Character and description of Kingia facts for kids
Character and description of Kingia, a new genus of plants found on the south-west coast of New Holland, with observations on the structure of its unimpregnated ovulum, and on the female flower of Cycadeae and Coniferae is an 1826 paper by botanist Robert Brown. Though nominally a formal description of the then-unpublished genus Kingia, it is more notable for its digressions into ovule anatomy and development, in which Brown sets out for the first time the modern understanding of the structure of angiosperm ovules, and publishes the first description of the fundamental difference between angiosperms and gymnosperms. Of the latter it has been said that "no more important discovery was ever made in the domain of comparative morphology and systematic Botany".
Brown had known of Kingia for many years, having collected specimens himself in 1800. However early specimens lacked good fruiting material, rendering it impossible to determine its systematics, so no attempt was made to formally publish it. Publication was not initiated until 1823, when Allan Cunningham approached Brown with a request that he consider naming a plant after the Kings, Philip Gidley King and Phillip Parker King. Cunningham provided a list of potential plants, which included Kingia. The following year William Baxter sent Brown specimens of ripe fruit, and Brown set to work describing it.
As he often did, Brown took the opportunity to include some obliquely related material that he had been working on for some time; indeed as early as 1809. Partly as a result of this, production of the paper lagged, and by 1825 there was some concern that the paper would be preempted by Cunningham's forthcoming A few general remarks on the vegetation of certain coasts of Terra Australis. However Brown's paper was eventually read to the Linnean Society in November 1825, and appeared in print the following year as a preprint. Official publication occurred in 1827, in the second volume of Phillip Parker King's Narrative of a survey of the intertropical and western coasts of Australia performed between the years 1818 and 1822.
The paper was essentially divided into three parts. A treatment of Kingia comes first; the genus is formally described and explicitly named after the Kings, and tentatively placed in Liliaceae. Then follows a detailed description of the ovule of Kingia, which acts as a bridge to the following parts.
In the second part, Brown sets down for the first time the modern view of the anatomy and development of the angiosperm ovule. He describes the standard arrangement in angiosperms—the nucellus joined by the chalaza to the integuments, which surround the nucellus except at the micropyle, through which the pollen tubes enter. David Mabberley describes this section as "a remarkably clear exposition of one of the most intricate and misunderstood areas of developmental anatomy in higher plants."
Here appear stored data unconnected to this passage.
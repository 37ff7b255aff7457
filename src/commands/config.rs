//! Configuration commands (`roost config`)
//!
//! - `config show`: display configuration and its file path
//! - `config get`: print a single value
//! - `config set`: set a value

use owo_colors::OwoColorize;
use serde_json::json;

use crate::config::Config;
use crate::error::Result;

/// Show current configuration
pub fn cmd_config_show(json_output: bool) -> Result<()> {
    let config = Config::load()?;
    let path = Config::config_path()?;

    if json_output {
        let output = json!({
            "api": { "base_url": config.api.base_url },
            "auth": { "domain": config.auth.domain },
            "config_file": path.to_string_lossy(),
        });
        println!("{}", serde_json::to_string_pretty(&output)?);
        return Ok(());
    }

    println!("{}\n", "Configuration:".cyan().bold());
    println!("{}: {}", "api.base_url".cyan(), config.api.base_url);
    println!("{}: {}", "auth.domain".cyan(), config.auth.domain);
    println!("\n{}: {}", "config file".dimmed(), path.display());

    Ok(())
}

/// Print a single configuration value
pub fn cmd_config_get(key: &str) -> Result<()> {
    let config = Config::load()?;
    println!("{}", config.get(key)?);
    Ok(())
}

/// Set a configuration value and persist it
pub fn cmd_config_set(key: &str, value: &str) -> Result<()> {
    let mut config = Config::load()?;
    config.set(key, value)?;
    config.save()?;

    println!("{} {} = {}", "✓".green().bold(), key.cyan(), config.get(key)?);
    Ok(())
}
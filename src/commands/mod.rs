//! Command implementations for the CLI

pub mod board;
pub mod config;
pub mod login;
pub mod seats;

pub use board::cmd_board;
pub use config::{cmd_config_get, cmd_config_set, cmd_config_show};
pub use login::cmd_login;
pub use seats::cmd_seats;
//! One-shot seat listing (`roost seats`)
//!
//! Prints the current seat snapshot as a table, or as JSON for scripting.

use owo_colors::OwoColorize;
use serde_json::json;
use tabled::settings::Style;
use tabled::{Table, Tabled};

use crate::api::{Seat, Zone, get_or_init_client};
use crate::error::Result;

#[derive(Tabled)]
struct SeatRow {
    #[tabled(rename = "Seat")]
    id: u32,
    #[tabled(rename = "Zone")]
    zone: String,
    #[tabled(rename = "Status")]
    status: String,
    #[tabled(rename = "Booked By")]
    booked_by: String,
}

impl SeatRow {
    fn from_seat(seat: &Seat) -> Self {
        let occupant = seat
            .user_details
            .as_ref()
            .and_then(|d| d.full_name.clone())
            .or_else(|| seat.booked_by.clone())
            .unwrap_or_else(|| "-".to_string());

        Self {
            id: seat.id,
            zone: Zone::for_seat(seat.id).to_string(),
            status: seat.status.to_string(),
            booked_by: occupant,
        }
    }
}

/// List all seats and their occupancy
pub async fn cmd_seats(json_output: bool) -> Result<()> {
    let client = get_or_init_client()?;
    let seats = client.list_seats().await?;

    if json_output {
        let rows: Vec<_> = seats
            .iter()
            .map(|seat| {
                json!({
                    "id": seat.id,
                    "zone": Zone::for_seat(seat.id).to_string(),
                    "status": seat.status.to_string(),
                    "booked_by": seat.booked_by,
                    "booking_time": seat.booking_time,
                })
            })
            .collect();
        println!("{}", serde_json::to_string_pretty(&rows)?);
        return Ok(());
    }

    let available = seats.iter().filter(|s| s.is_available()).count();

    let rows: Vec<SeatRow> = seats.iter().map(SeatRow::from_seat).collect();
    let mut table = Table::new(rows);
    table.with(Style::rounded());

    println!("{table}");
    println!(
        "\n{} of {} seats available",
        available.to_string().green().bold(),
        seats.len()
    );

    Ok(())
}
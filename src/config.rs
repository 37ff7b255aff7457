//! Configuration handling for the seat service client.
//!
//! Configuration lives in the user config directory (`roost/config.yaml`) and
//! covers:
//! - The seat service base URL
//! - The corporate domain used to validate entered identifiers

use std::env;
use std::fs;
use std::path::PathBuf;

use serde::{Deserialize, Serialize};

use crate::error::{Result, RoostError};

/// Default seat service endpoint (local development backend)
pub const DEFAULT_BASE_URL: &str = "http://127.0.0.1:8000";

/// Default corporate domain substring required in entered identifiers
pub const DEFAULT_DOMAIN: &str = "ibm.com";

/// Main configuration structure
#[derive(Debug, Clone, Serialize, Deserialize)]
pub struct Config {
    /// Seat service connection settings
    #[serde(default)]
    pub api: ApiConfig,

    /// Identity validation settings
    #[serde(default)]
    pub auth: AuthConfig,
}

impl Default for Config {
    fn default() -> Self {
        Self {
            api: ApiConfig::default(),
            auth: AuthConfig::default(),
        }
    }
}

/// Seat service connection settings
#[derive(Debug, Clone, Serialize, Deserialize)]
pub struct ApiConfig {
    /// Base URL of the seat service
    pub base_url: String,
}

impl Default for ApiConfig {
    fn default() -> Self {
        Self {
            base_url: DEFAULT_BASE_URL.to_string(),
        }
    }
}

/// Identity validation settings
#[derive(Debug, Clone, Serialize, Deserialize)]
pub struct AuthConfig {
    /// Corporate domain substring an entered identifier must contain
    pub domain: String,
}

impl Default for AuthConfig {
    fn default() -> Self {
        Self {
            domain: DEFAULT_DOMAIN.to_string(),
        }
    }
}

impl Config {
    /// Get the path to the config file
    ///
    /// `ROOST_CONFIG_DIR` overrides the platform config directory (used by
    /// tests and for portable setups).
    pub fn config_path() -> Result<PathBuf> {
        if let Ok(dir) = env::var("ROOST_CONFIG_DIR") {
            return Ok(PathBuf::from(dir).join("config.yaml"));
        }

        let dirs = directories::ProjectDirs::from("", "", "roost")
            .ok_or_else(|| RoostError::Config("could not determine config directory".into()))?;
        Ok(dirs.config_dir().join("config.yaml"))
    }

    /// Load configuration from file, or return default if not found
    pub fn load() -> Result<Self> {
        let path = Self::config_path()?;
        if !path.exists() {
            return Ok(Config::default());
        }

        let content = fs::read_to_string(&path)?;
        let config: Config = serde_yaml_ng::from_str(&content)?;
        Ok(config)
    }

    /// Save configuration to file
    pub fn save(&self) -> Result<()> {
        let path = Self::config_path()?;

        if let Some(parent) = path.parent() {
            fs::create_dir_all(parent)?;
        }

        let content = serde_yaml_ng::to_string(self)?;
        fs::write(&path, content)?;
        Ok(())
    }

    /// Get a configuration value by dot-notation key
    pub fn get(&self, key: &str) -> Result<String> {
        match key {
            "api.base_url" => Ok(self.api.base_url.clone()),
            "auth.domain" => Ok(self.auth.domain.clone()),
            _ => Err(unknown_key(key)),
        }
    }

    /// Set a configuration value by dot-notation key
    pub fn set(&mut self, key: &str, value: &str) -> Result<()> {
        match key {
            "api.base_url" => {
                // Reject values reqwest could never use as a request base
                url::Url::parse(value)?;
                self.api.base_url = value.trim_end_matches('/').to_string();
            }
            "auth.domain" => {
                if value.trim().is_empty() {
                    return Err(RoostError::Config("auth.domain cannot be empty".into()));
                }
                self.auth.domain = value.trim().to_lowercase();
            }
            _ => return Err(unknown_key(key)),
        }
        Ok(())
    }

    /// All valid dot-notation config keys
    pub fn valid_keys() -> &'static [&'static str] {
        &["api.base_url", "auth.domain"]
    }
}

/// Build the error for an unrecognized config key, suggesting dot notation
/// when the key looks like it used underscores for the section separator.
fn unknown_key(key: &str) -> RoostError {
    if !key.contains('.')
        && let Some(pos) = key.find('_')
    {
        let dot_version = format!("{}.{}", &key[..pos], &key[pos + 1..]);
        return RoostError::Config(format!(
            "invalid config key '{key}'. Use dot notation: '{dot_version}'"
        ));
    }
    RoostError::Config(format!(
        "invalid config key '{key}'. Valid keys: {}",
        Config::valid_keys().join(", ")
    ))
}

#[cfg(test)]
mod tests {
    use super::*;

    #[test]
    fn test_default_config() {
        let config = Config::default();
        assert_eq!(config.api.base_url, DEFAULT_BASE_URL);
        assert_eq!(config.auth.domain, DEFAULT_DOMAIN);
    }

    #[test]
    fn test_get_known_keys() {
        let config = Config::default();
        assert_eq!(config.get("api.base_url").unwrap(), DEFAULT_BASE_URL);
        assert_eq!(config.get("auth.domain").unwrap(), DEFAULT_DOMAIN);
    }

    #[test]
    fn test_get_unknown_key() {
        let config = Config::default();
        assert!(config.get("api.timeout").is_err());
    }

    #[test]
    fn test_set_base_url_strips_trailing_slash() {
        let mut config = Config::default();
        config.set("api.base_url", "https://seats.example.com/").unwrap();
        assert_eq!(config.api.base_url, "https://seats.example.com");
    }

    #[test]
    fn test_set_base_url_rejects_garbage() {
        let mut config = Config::default();
        assert!(config.set("api.base_url", "not a url").is_err());
    }

    #[test]
    fn test_set_domain_lowercases() {
        let mut config = Config::default();
        config.set("auth.domain", "IBM.COM").unwrap();
        assert_eq!(config.auth.domain, "ibm.com");
    }

    #[test]
    fn test_underscore_key_suggests_dot_notation() {
        let mut config = Config::default();
        let err = config.set("api_base_url", "x").unwrap_err();
        assert!(err.to_string().contains("api.base_url"));
    }

    #[test]
    fn test_roundtrip_yaml() {
        let mut config = Config::default();
        config.set("auth.domain", "corp.example.com").unwrap();
        let yaml = serde_yaml_ng::to_string(&config).unwrap();
        let parsed: Config = serde_yaml_ng::from_str(&yaml).unwrap();
        assert_eq!(parsed.auth.domain, "corp.example.com");
    }
}
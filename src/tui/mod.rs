//! Terminal user interface

pub mod app;
pub mod board;
pub mod components;
pub mod login;
pub mod theme;

pub use app::App;
//! Reusable TUI components

pub mod footer;
pub mod search_box;
pub mod summary;
pub mod toast;

pub use footer::{Footer, Shortcut};
pub use search_box::InlineSearchBox;
pub use summary::SummaryPanel;
pub use toast::{Toast, ToastNotification};
pub mod mock_data;
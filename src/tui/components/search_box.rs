//! Colleague search input
//!
//! A borderless inline input for finding a colleague's seat by name or
//! identifier.

use iocraft::prelude::*;

use crate::tui::theme::theme;

/// Props for the InlineSearchBox component
#[derive(Default, Props)]
pub struct InlineSearchBoxProps {
    /// State for the search query value
    pub value: Option<State<String>>,
    /// Whether the search box has focus
    pub has_focus: bool,
}

/// Inline search input without borders
#[component]
pub fn InlineSearchBox(props: &InlineSearchBoxProps) -> impl Into<AnyElement<'static>> {
    let theme = theme();
    let has_focus = props.has_focus;

    let Some(mut value) = props.value else {
        return element! {
            View(flex_direction: FlexDirection::Row, height: 1) {
                Text(content: "search unavailable", color: theme.text_dimmed)
            }
        };
    };

    let hint = if !has_focus && value.read().is_empty() {
        Some("find a colleague".to_string())
    } else {
        None
    };

    element! {
        View(
            flex_direction: FlexDirection::Row,
            width: 100pct,
            height: 1,
        ) {
            View(
                margin_right: 1,
                justify_content: JustifyContent::Center,
            ) {
                Text(
                    content: "/",
                    color: if has_focus { theme.border_focused } else { theme.text_dimmed },
                )
            }

            View(flex_grow: 1.0) {
                #(Some(match hint {
                    Some(hint) => element! {
                        Text(content: hint, color: theme.text_dimmed)
                    }
                    .into_any(),
                    None => element! {
                        TextInput(
                            value: value.to_string(),
                            has_focus: has_focus,
                            on_change: move |new_value| value.set(new_value),
                            color: theme.text,
                        )
                    }
                    .into_any(),
                }))
            }
        }
    }
}
//! Top-level application component
//!
//! Runs the startup session probe and switches between the sign-in screen
//! and the seat board. The board is mounted only once a session exists, so
//! its poller starts and stops with authentication.

#![allow(clippy::clone_on_copy)]

use iocraft::prelude::*;

use crate::api::{SessionUser, get_or_init_client};
use crate::session::{self, ProbeOutcome};
use crate::tui::board::SeatBoard;
use crate::tui::login::LoginScreen;
use crate::tui::theme::theme;

/// Props for the App component
#[derive(Default, Props)]
pub struct AppProps {}

/// Application root: session probe, then login or board
#[component]
pub fn App(_props: &AppProps, mut hooks: Hooks) -> impl Into<AnyElement<'static>> {
    let (width, height) = hooks.use_terminal_size();

    let theme = theme();

    let session: State<Option<SessionUser>> = hooks.use_state(|| None);
    let checking = hooks.use_state(|| true);

    // Startup probe: an existing session cookie skips the sign-in screen
    let probe_handler: Handler<()> = hooks.use_async_handler({
        let session_slot = session.clone();
        let checking_slot = checking.clone();

        move |_: ()| {
            let mut session_slot = session_slot.clone();
            let mut checking_slot = checking_slot.clone();

            async move {
                if let Ok(client) = get_or_init_client()
                    && let ProbeOutcome::Authenticated(user) = session::probe(&client, "").await
                {
                    session_slot.set(Some(user));
                }
                checking_slot.set(false);
            }
        }
    });

    let mut probe_started = hooks.use_state(|| false);
    if !probe_started.get() {
        probe_started.set(true);
        probe_handler.clone()(());
    }

    let current_session = session.read().clone();

    element! {
        View(width, height) {
            #(Some(if checking.get() {
                element! {
                    View(
                        width: 100pct,
                        height: 100pct,
                        align_items: AlignItems::Center,
                        justify_content: JustifyContent::Center,
                    ) {
                        Text(content: "Checking session...", color: theme.text_dimmed)
                    }
                }
                .into_any()
            } else {
                match current_session {
                    Some(user) => element! {
                        SeatBoard(user: Some(user))
                    }
                    .into_any(),
                    None => element! {
                        LoginScreen(session: Some(session))
                    }
                    .into_any(),
                }
            }))
        }
    }
}
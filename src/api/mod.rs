//! Wire types for the seat service.
//!
//! The seat service is an external collaborator reached over four HTTP
//! endpoints (list, book, release, login redirect). The client never owns
//! seat state: it holds a read-through snapshot of this data, replaced
//! wholesale on every fetch.

pub mod client;

use std::fmt;

use serde::{Deserialize, Serialize};

pub use client::{SeatServiceClient, get_or_init_client};

/// Seat cost in Blu Dollars, charged to the manager's cost center
pub const SEAT_COST: u32 = 5;

/// Occupancy status of a seat
#[derive(Debug, Clone, Copy, PartialEq, Eq, Serialize, Deserialize)]
#[serde(rename_all = "lowercase")]
pub enum SeatStatus {
    Available,
    Occupied,
}

impl fmt::Display for SeatStatus {
    fn fmt(&self, f: &mut fmt::Formatter<'_>) -> fmt::Result {
        match self {
            SeatStatus::Available => write!(f, "available"),
            SeatStatus::Occupied => write!(f, "occupied"),
        }
    }
}

/// Occupant metadata attached to a booked seat
#[derive(Debug, Clone, Default, PartialEq, Eq, Serialize, Deserialize)]
pub struct UserDetails {
    #[serde(default, skip_serializing_if = "Option::is_none")]
    pub full_name: Option<String>,
}

/// A bookable desk/unit as returned by `GET /seats`
#[derive(Debug, Clone, PartialEq, Eq, Serialize, Deserialize)]
pub struct Seat {
    /// Positive, stable identifier; the zone is implied by the numeric range
    pub id: u32,
    pub status: SeatStatus,
    /// Seat cost in Blu Dollars
    #[serde(default = "default_price")]
    pub price: u32,
    /// Booking timestamp, present when occupied
    #[serde(default, skip_serializing_if = "Option::is_none")]
    pub booking_time: Option<String>,
    /// Identifier of the occupant
    #[serde(default, skip_serializing_if = "Option::is_none")]
    pub booked_by: Option<String>,
    /// Occupant display details
    #[serde(default, skip_serializing_if = "Option::is_none")]
    pub user_details: Option<UserDetails>,
}

fn default_price() -> u32 {
    SEAT_COST
}

impl Seat {
    pub fn is_available(&self) -> bool {
        self.status == SeatStatus::Available
    }
}

/// Cosmetic grouping of seats by id range, used only for color coding
#[derive(Debug, Clone, Copy, PartialEq, Eq)]
pub enum Zone {
    A,
    B,
    C,
    D,
}

impl Zone {
    /// Zone for a seat id: 1-25 A, 26-50 B, 51-75 C, everything above D
    pub fn for_seat(id: u32) -> Self {
        match id {
            0..=25 => Zone::A,
            26..=50 => Zone::B,
            51..=75 => Zone::C,
            _ => Zone::D,
        }
    }
}

impl fmt::Display for Zone {
    fn fmt(&self, f: &mut fmt::Formatter<'_>) -> fmt::Result {
        match self {
            Zone::A => write!(f, "A"),
            Zone::B => write!(f, "B"),
            Zone::C => write!(f, "C"),
            Zone::D => write!(f, "D"),
        }
    }
}

/// Body of `POST /book`
#[derive(Debug, Clone, PartialEq, Eq, Serialize, Deserialize)]
pub struct BookingRequest {
    pub seat_id: u32,
    pub w3_id: String,
    pub name: String,
    pub date: String,
    pub time_slot: String,
}

/// Identity returned by `GET /me` for an authenticated session
#[derive(Debug, Clone, Default, PartialEq, Eq, Serialize, Deserialize)]
pub struct SessionUser {
    pub w3_id: String,
    #[serde(default, skip_serializing_if = "Option::is_none")]
    pub name: Option<String>,
    #[serde(default, skip_serializing_if = "Option::is_none")]
    pub email: Option<String>,
}

impl SessionUser {
    /// Display name for booking requests, falling back to a generic label
    pub fn display_name(&self) -> &str {
        self.name.as_deref().unwrap_or("Employee")
    }
}
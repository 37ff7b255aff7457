//! Keyboard mapping for the seat board
//!
//! Pure function from key events to actions so bindings are testable
//! without a terminal.

use iocraft::prelude::{KeyCode, KeyModifiers};

use super::model::BoardAction;

/// Map a key event to a board action. Returns None for unbound keys.
///
/// While the search box is focused most keys belong to the text input;
/// only the exit bindings and quit are intercepted here.
pub fn key_to_action(
    code: KeyCode,
    modifiers: KeyModifiers,
    search_focused: bool,
) -> Option<BoardAction> {
    // Ctrl-Q quits from anywhere
    if modifiers.contains(KeyModifiers::CONTROL) && code == KeyCode::Char('q') {
        return Some(BoardAction::Quit);
    }

    if search_focused {
        return match code {
            KeyCode::Enter => Some(BoardAction::ExitSearch),
            KeyCode::Esc => Some(BoardAction::ClearSearchAndExit),
            _ => None,
        };
    }

    match code {
        KeyCode::Char('h') | KeyCode::Left => Some(BoardAction::CursorLeft),
        KeyCode::Char('l') | KeyCode::Right => Some(BoardAction::CursorRight),
        KeyCode::Char('k') | KeyCode::Up => Some(BoardAction::CursorUp),
        KeyCode::Char('j') | KeyCode::Down => Some(BoardAction::CursorDown),

        KeyCode::Enter => Some(BoardAction::SelectAtCursor),
        KeyCode::Char('c') => Some(BoardAction::Confirm),
        KeyCode::Char('a') => Some(BoardAction::SmartAssign),

        KeyCode::Char('/') => Some(BoardAction::FocusSearch),

        KeyCode::Char('d') => Some(BoardAction::CycleDate),
        KeyCode::Char('t') => Some(BoardAction::CycleTimeSlot),

        KeyCode::Char('q') => Some(BoardAction::Quit),

        _ => None,
    }
}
The third part is a discussion of the "female flower" of cycads and conifers. In it, Brown sets out for the first time the fundamental difference between angiosperms and gymnosperms; namely, that pollen grains are drawn into the ovule in gymnosperms, whereas in angiosperms, contact is via pollen tubes. This was a profoundly important discovery: in 1890, Julius von Sachs declared that "no more important discovery was ever made in the domain of comparative morphology and systematic Botany". That Brown was able to observe the gymnosperm ovule at all is remarkable given the difficulty of finding the same with a modern microscope.
Despite the importance of Brown's paper, it received very little attention at first; for example reviewers of King's book took little notice of it. The longer term impact, however, was immense. It would take some time before the homologies were fully worked out, but ultimately the work laid the foundation for a great deal of work; for example Wilhelm Hofmeister's groundbreaking work on alternation of generations.
Character and description of Kingia was first published in 1826 as a preprint. It appeared the following year as an appendix to Volume 2 of Phillip Parker King's Narrative of a survey of the intertropical and western coasts of Australia. It was subsequently republished in Volume 67 of the Philosophical Magazine, and in a number of separate reprints, including one in which it was paired with Cunningham's A few general remarks on the vegetation of certain coasts of Terra Australis. A French translation appeared in Annales des Sciences Naturelles in 1827, and German translations were published three times in 1827 and 1828, in Christian Gottfried Daniel Nees von Esenbeck's Robert Brown's Vermischte botanische Schriften, then in Linnaea, and finally in Isis. In 1866 it was reprinted in John Joseph Bennett's The miscellaneous botanical works of Robert Brown.